A Rust library for parsing and analyzing source code using tree-sitter. Provides abstractions for parsing, navigating, and querying syntax trees across multiple programming languages with analysis capabilities for security, performance, and code quality.
Built for developers and AI systems that need code analysis tools and insights into code structure and quality.
- Features
- CLI Commands
- Quick Start
- Library Usage
- Supported Languages
- Test Coverage
- Contributing
- License
- 7 Programming Languages: Rust, JavaScript, TypeScript, Python, C, C++, Go
- Language Detection: Automatic detection from file extensions and content analysis
- Symbol Extraction: Functions, classes, structs, methods, types, interfaces, implementations
- Language Features: Language-specific construct detection and analysis
- Codebase Analysis: Directory analysis with file metrics, symbol extraction, and statistics
- Security Scanning: Pattern-based vulnerability detection with OWASP categorization and semantic context tracking
- Complexity Analysis: Comprehensive code complexity metrics including McCabe, cognitive, NPATH, and Halstead metrics
- Performance Analysis: Optimization recommendations and performance hotspot detection
- Dependency Analysis: Package manager file parsing (package.json, requirements.txt, Cargo.toml, go.mod)
- Code Quality Analysis: Code smell detection and refactoring suggestions
- Intent Mapping: Requirements to implementation mapping for development workflow
- Semantic Context Tracking: Advanced false positive reduction through contextual analysis
- Semantic Context Tracking: Multi-phase semantic analysis for 50% false positive reduction
- Symbol Table Analysis: Hierarchical scope management with comprehensive symbol tracking
- Data Flow Analysis: Reaching definitions, use-def chains, and taint flow tracking
- Security Context Analysis: Validation/sanitization point detection with trust level tracking
- Semantic Knowledge Graphs: Build and query relationships between code elements
- Automated Reasoning: Logic-based code analysis and inference capabilities
- Smart Refactoring Engine: Code improvement suggestions and automated refactoring
- Available Commands: analyze, security, refactor, dependencies, symbols, query, find, map, explain, insights, interactive
- Output Formats: JSON, table, markdown, summary
- Progress Tracking: Real-time progress indicators
- Filtering: Severity levels, file types, symbol types
- Interactive Mode: Real-time code exploration
Analyze directory structure, extract symbols, and generate statistics.

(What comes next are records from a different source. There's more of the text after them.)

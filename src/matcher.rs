//! Photo-to-path matching.
//!
//! Each point event is matched by exactly one strategy, chosen by what data
//! it carries:
//!
//! - **Spatial** (has a coordinate): the path at minimum great-circle distance
//!   wins, ties going to the earlier path. The nearest location on that path
//!   gives the vertex index and the fractional position. Never rejects.
//! - **Temporal** (no coordinate, trusted timestamp): the path whose
//!   half-open `[start, start + duration)` span contains the timestamp. The
//!   vertex is the first one whose elapsed time reaches the event's, and the
//!   event's coordinate is back-filled from it. No containing path drops the
//!   event; more than one aborts the run, since overlapping recordings make
//!   any choice a silent guess.
//! - Neither: dropped.
//!
//! Candidate paths for the temporal strategy come from an R-tree over path
//! time spans.

use chrono::{DateTime, Utc};
use log::{debug, info};
use rstar::{RTree, RTreeObject, AABB};

use crate::error::{record, Diagnostic, Result, TourError};
use crate::geo_utils::{distance_point_to_path, nearest_point_on_path};
use crate::temporal::{elapsed_seconds, interval_contains, iso8601};
use crate::{
    Coordinate, ImageKind, MatchMethod, MatchedWaypoint, Path, PointEvent, TourConfig,
};

/// Matched waypoints in input order, plus the events that were dropped.
#[derive(Debug, Clone, Default)]
pub struct MatchedWaypoints {
    pub waypoints: Vec<MatchedWaypoint>,
    pub diagnostics: Vec<Diagnostic>,
}

/// Result of matching a single event.
#[derive(Debug, Clone, PartialEq)]
pub enum MatchOutcome {
    Matched(MatchedWaypoint),
    Dropped(Diagnostic),
}

// ============================================================================
// Time-span index
// ============================================================================

/// Time span of one path, indexed as a degenerate 2D box.
#[derive(Debug, Clone, Copy)]
struct PathSpan {
    path_idx: usize,
    start: f64,
    end: f64,
}

impl RTreeObject for PathSpan {
    type Envelope = AABB<[f64; 2]>;

    fn envelope(&self) -> Self::Envelope {
        AABB::from_corners([self.start, 0.0], [self.end, 0.0])
    }
}

/// Finds the paths whose time span contains an instant.
pub struct TimeIndex<'a> {
    paths: &'a [Path],
    tree: RTree<PathSpan>,
}

impl<'a> TimeIndex<'a> {
    pub fn new(paths: &'a [Path]) -> Self {
        let spans: Vec<PathSpan> = paths
            .iter()
            .enumerate()
            .filter_map(|(path_idx, path)| {
                let start = path.start_time()?;
                let end = path.end_time()?;
                // One second of padding so float rounding cannot hide a
                // boundary hit; exact containment is checked afterwards.
                Some(PathSpan {
                    path_idx,
                    start: unix_seconds(start) - 1.0,
                    end: unix_seconds(end) + 1.0,
                })
            })
            .collect();

        Self {
            paths,
            tree: RTree::bulk_load(spans),
        }
    }

    /// Indices of paths with `start <= instant < start + duration`, ascending.
    pub fn containing(&self, instant: DateTime<Utc>) -> Vec<usize> {
        let t = unix_seconds(instant);
        let probe = AABB::from_point([t, 0.0]);

        let mut hits: Vec<usize> = self
            .tree
            .locate_in_envelope_intersecting(&probe)
            .map(|span| span.path_idx)
            .filter(|&idx| {
                let path = &self.paths[idx];
                match (path.start_time(), path.end_time()) {
                    (Some(start), Some(end)) => interval_contains(start, end, instant),
                    _ => false,
                }
            })
            .collect();
        hits.sort_unstable();
        hits
    }
}

fn unix_seconds(instant: DateTime<Utc>) -> f64 {
    instant.timestamp() as f64 + f64::from(instant.timestamp_subsec_nanos()) / 1e9
}

// ============================================================================
// Matching
// ============================================================================

/// Match every event against the paths.
///
/// Fails with [`TourError::NoPaths`] when `paths` is empty and with
/// [`TourError::AmbiguousTimeMatch`] on the first (in input order) event whose
/// timestamp falls inside several paths. Dropped events are recorded as
/// diagnostics.
pub fn match_waypoints(
    paths: &[Path],
    events: &[PointEvent],
    config: &TourConfig,
) -> Result<MatchedWaypoints> {
    if paths.is_empty() {
        return Err(TourError::NoPaths);
    }

    let index = TimeIndex::new(paths);

    #[cfg(feature = "parallel")]
    let outcomes: Vec<Result<MatchOutcome>> = {
        use rayon::prelude::*;
        events
            .par_iter()
            .map(|event| match_event(paths, &index, event, config))
            .collect()
    };

    #[cfg(not(feature = "parallel"))]
    let outcomes: Vec<Result<MatchOutcome>> = events
        .iter()
        .map(|event| match_event(paths, &index, event, config))
        .collect();

    let mut result = MatchedWaypoints::default();
    for outcome in outcomes {
        match outcome? {
            MatchOutcome::Matched(waypoint) => result.waypoints.push(waypoint),
            MatchOutcome::Dropped(diagnostic) => record(&mut result.diagnostics, diagnostic),
        }
    }

    let spatial = result
        .waypoints
        .iter()
        .filter(|w| w.method == MatchMethod::Spatial)
        .count();
    info!(
        "[matcher] Matched {} of {} events ({} spatial, {} temporal), dropped {}",
        result.waypoints.len(),
        events.len(),
        spatial,
        result.waypoints.len() - spatial,
        result.diagnostics.len()
    );

    Ok(result)
}

/// Match one event, choosing the strategy by the data it carries.
pub fn match_event(
    paths: &[Path],
    index: &TimeIndex<'_>,
    event: &PointEvent,
    config: &TourConfig,
) -> Result<MatchOutcome> {
    match (event.coordinate, event.timestamp) {
        (Some(coordinate), _) => match_spatial(paths, event, coordinate).map(MatchOutcome::Matched),
        (None, Some(timestamp)) => {
            if !trusts_timestamp(event.kind, config) {
                return Ok(MatchOutcome::Dropped(Diagnostic::UntrustedTimestamp {
                    source_id: event.source_id.clone(),
                    kind: event.kind.to_string(),
                }));
            }
            match_temporal(paths, index, event, timestamp)
        }
        (None, None) => Ok(MatchOutcome::Dropped(Diagnostic::NoPositionData {
            source_id: event.source_id.clone(),
        })),
    }
}

fn trusts_timestamp(kind: ImageKind, config: &TourConfig) -> bool {
    match kind {
        ImageKind::Flat => true,
        ImageKind::Panoramic => config.trust_panoramic_timestamps,
    }
}

/// Index and distance (km) of the path closest to `point`.
///
/// Single linear scan; on equal distance the earlier path wins.
pub fn nearest_path(paths: &[Path], point: &Coordinate) -> Result<(usize, f64)> {
    let mut best: Option<(usize, f64)> = None;
    for (i, path) in paths.iter().enumerate() {
        let d = distance_point_to_path(point, &path.coordinates)?;
        match best {
            Some((_, best_d)) if d >= best_d => {}
            _ => best = Some((i, d)),
        }
    }
    best.ok_or(TourError::NoPaths)
}

fn match_spatial(paths: &[Path], event: &PointEvent, coordinate: Coordinate) -> Result<MatchedWaypoint> {
    let (path_idx, distance_km) = nearest_path(paths, &coordinate)?;
    let path = &paths[path_idx];
    let nearest = nearest_point_on_path(&coordinate, &path.coordinates)?;

    debug!(
        "[matcher] {} -> {} vertex {} ({:.3} km off, {:.3} along)",
        event.source_id, path.key, nearest.vertex_index, distance_km, nearest.fractional_location
    );

    Ok(MatchedWaypoint {
        source_id: event.source_id.clone(),
        kind: event.kind,
        coordinate,
        timestamp: event.timestamp,
        path_key: path.key.clone(),
        path_position_index: nearest.vertex_index,
        fractional_location: Some(nearest.fractional_location),
        method: MatchMethod::Spatial,
        distance_to_path_km: Some(distance_km),
        properties: event.properties.clone(),
    })
}

fn match_temporal(
    paths: &[Path],
    index: &TimeIndex<'_>,
    event: &PointEvent,
    timestamp: DateTime<Utc>,
) -> Result<MatchOutcome> {
    let candidates = index.containing(timestamp);

    match candidates.as_slice() {
        [] => Ok(MatchOutcome::Dropped(Diagnostic::NoEnclosingPath {
            source_id: event.source_id.clone(),
            timestamp: iso8601(timestamp),
        })),
        [only] => {
            let path = &paths[*only];
            let vertex = vertex_at_or_after(path, timestamp);

            debug!(
                "[matcher] {} -> {} vertex {} by time",
                event.source_id, path.key, vertex
            );

            Ok(MatchOutcome::Matched(MatchedWaypoint {
                source_id: event.source_id.clone(),
                kind: event.kind,
                coordinate: path.coordinates[vertex],
                timestamp: Some(timestamp),
                path_key: path.key.clone(),
                path_position_index: vertex,
                fractional_location: None,
                method: MatchMethod::Temporal,
                distance_to_path_km: None,
                properties: event.properties.clone(),
            }))
        }
        many => Err(TourError::AmbiguousTimeMatch {
            source_id: event.source_id.clone(),
            timestamp: iso8601(timestamp),
            candidates: many.iter().map(|&i| paths[i].key.to_string()).collect(),
        }),
    }
}

/// First vertex whose elapsed time is at least the instant's, clamped to the
/// last vertex.
fn vertex_at_or_after(path: &Path, instant: DateTime<Utc>) -> usize {
    let Some(start) = path.start_time() else {
        return 0;
    };
    let target = elapsed_seconds(start, instant);
    let idx = path.elapsed_seconds.partition_point(|&e| e < target);
    idx.min(path.len().saturating_sub(1))
}

#[cfg(test)]
mod tests {
    use super::*;
    use crate::assembler::build_path;
    use crate::PartitionKey;
    use chrono::Duration;
    use chrono_tz::Tz;

    fn at(text: &str) -> DateTime<Utc> {
        DateTime::parse_from_rfc3339(text).unwrap().with_timezone(&Utc)
    }

    fn path(key: &str, start: &str, lng: f64, minutes: i64) -> Path {
        let t0 = at(start);
        let coordinates: Vec<Coordinate> = (0..=minutes)
            .map(|i| Coordinate::new(19.0 + i as f64 * 0.001, lng))
            .collect();
        let timestamps = (0..=minutes).map(|i| t0 + Duration::minutes(i)).collect();
        build_path(
            PartitionKey(key.to_string()),
            None,
            vec![format!("{key}.gpx")],
            coordinates,
            timestamps,
            Tz::UTC,
        )
    }

    #[test]
    fn test_time_index_is_half_open() {
        let paths = vec![path("a", "2022-05-01T08:00:00Z", -99.0, 10)];
        let index = TimeIndex::new(&paths);
        assert_eq!(index.containing(at("2022-05-01T08:00:00Z")), vec![0]);
        assert_eq!(index.containing(at("2022-05-01T08:09:59Z")), vec![0]);
        assert!(index.containing(at("2022-05-01T08:10:00Z")).is_empty());
    }

    #[test]
    fn test_temporal_vertex_rounds_up() {
        let paths = vec![path("a", "2022-05-01T08:00:00Z", -99.0, 10)];
        let event = PointEvent::new("IMG_1.jpg", ImageKind::Flat)
            .with_timestamp(at("2022-05-01T08:03:30Z"));
        let matched = match_waypoints(&paths, &[event], &TourConfig::default()).unwrap();
        let w = &matched.waypoints[0];
        assert_eq!(w.path_position_index, 4);
        assert_eq!(w.coordinate, paths[0].coordinates[4]);
        assert_eq!(w.method, MatchMethod::Temporal);
        assert!(w.fractional_location.is_none());
    }

    #[test]
    fn test_panoramic_timestamp_not_trusted_by_default() {
        let paths = vec![path("a", "2022-05-01T08:00:00Z", -99.0, 10)];
        let event = PointEvent::new("PANO_1.jpg", ImageKind::Panoramic)
            .with_timestamp(at("2022-05-01T08:03:00Z"));

        let matched = match_waypoints(&paths, &[event.clone()], &TourConfig::default()).unwrap();
        assert!(matched.waypoints.is_empty());
        assert!(matches!(
            matched.diagnostics[0],
            Diagnostic::UntrustedTimestamp { .. }
        ));

        let trusting = TourConfig {
            trust_panoramic_timestamps: true,
            ..TourConfig::default()
        };
        let matched = match_waypoints(&paths, &[event], &trusting).unwrap();
        assert_eq!(matched.waypoints.len(), 1);
    }

    #[test]
    fn test_spatial_tie_goes_to_first_path() {
        // Same geometry twice: equal distances
        let paths = vec![
            path("first", "2022-05-01T08:00:00Z", -99.0, 5),
            path("second", "2022-05-02T08:00:00Z", -99.0, 5),
        ];
        let (idx, _) = nearest_path(&paths, &Coordinate::new(19.002, -98.999)).unwrap();
        assert_eq!(idx, 0);
    }

    #[test]
    fn test_no_paths_is_fatal() {
        let event = PointEvent::new("IMG_1.jpg", ImageKind::Flat)
            .with_coordinate(Coordinate::new(19.0, -99.0));
        assert!(matches!(
            match_waypoints(&[], &[event], &TourConfig::default()),
            Err(TourError::NoPaths)
        ));
    }
}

tree-sitter-cli analyze <PATH> [OPTIONS]
Options:
-f, --format <FORMAT> Output format: table, json, summary [default: table]
-d, --detailed Show detailed analysis
--max-depth <DEPTH> Maximum directory depth to analyze
Example:
tree-sitter-cli analyze ./src --format json
Pattern-based security analysis with vulnerability detection and compliance assessment.
tree-sitter-cli security <PATH> [OPTIONS]
Options:
-f, --format <FORMAT> Output format: table, json, markdown [default: table]
--min-severity <SEVERITY> Minimum severity: critical, high, medium, low, info [default: medium]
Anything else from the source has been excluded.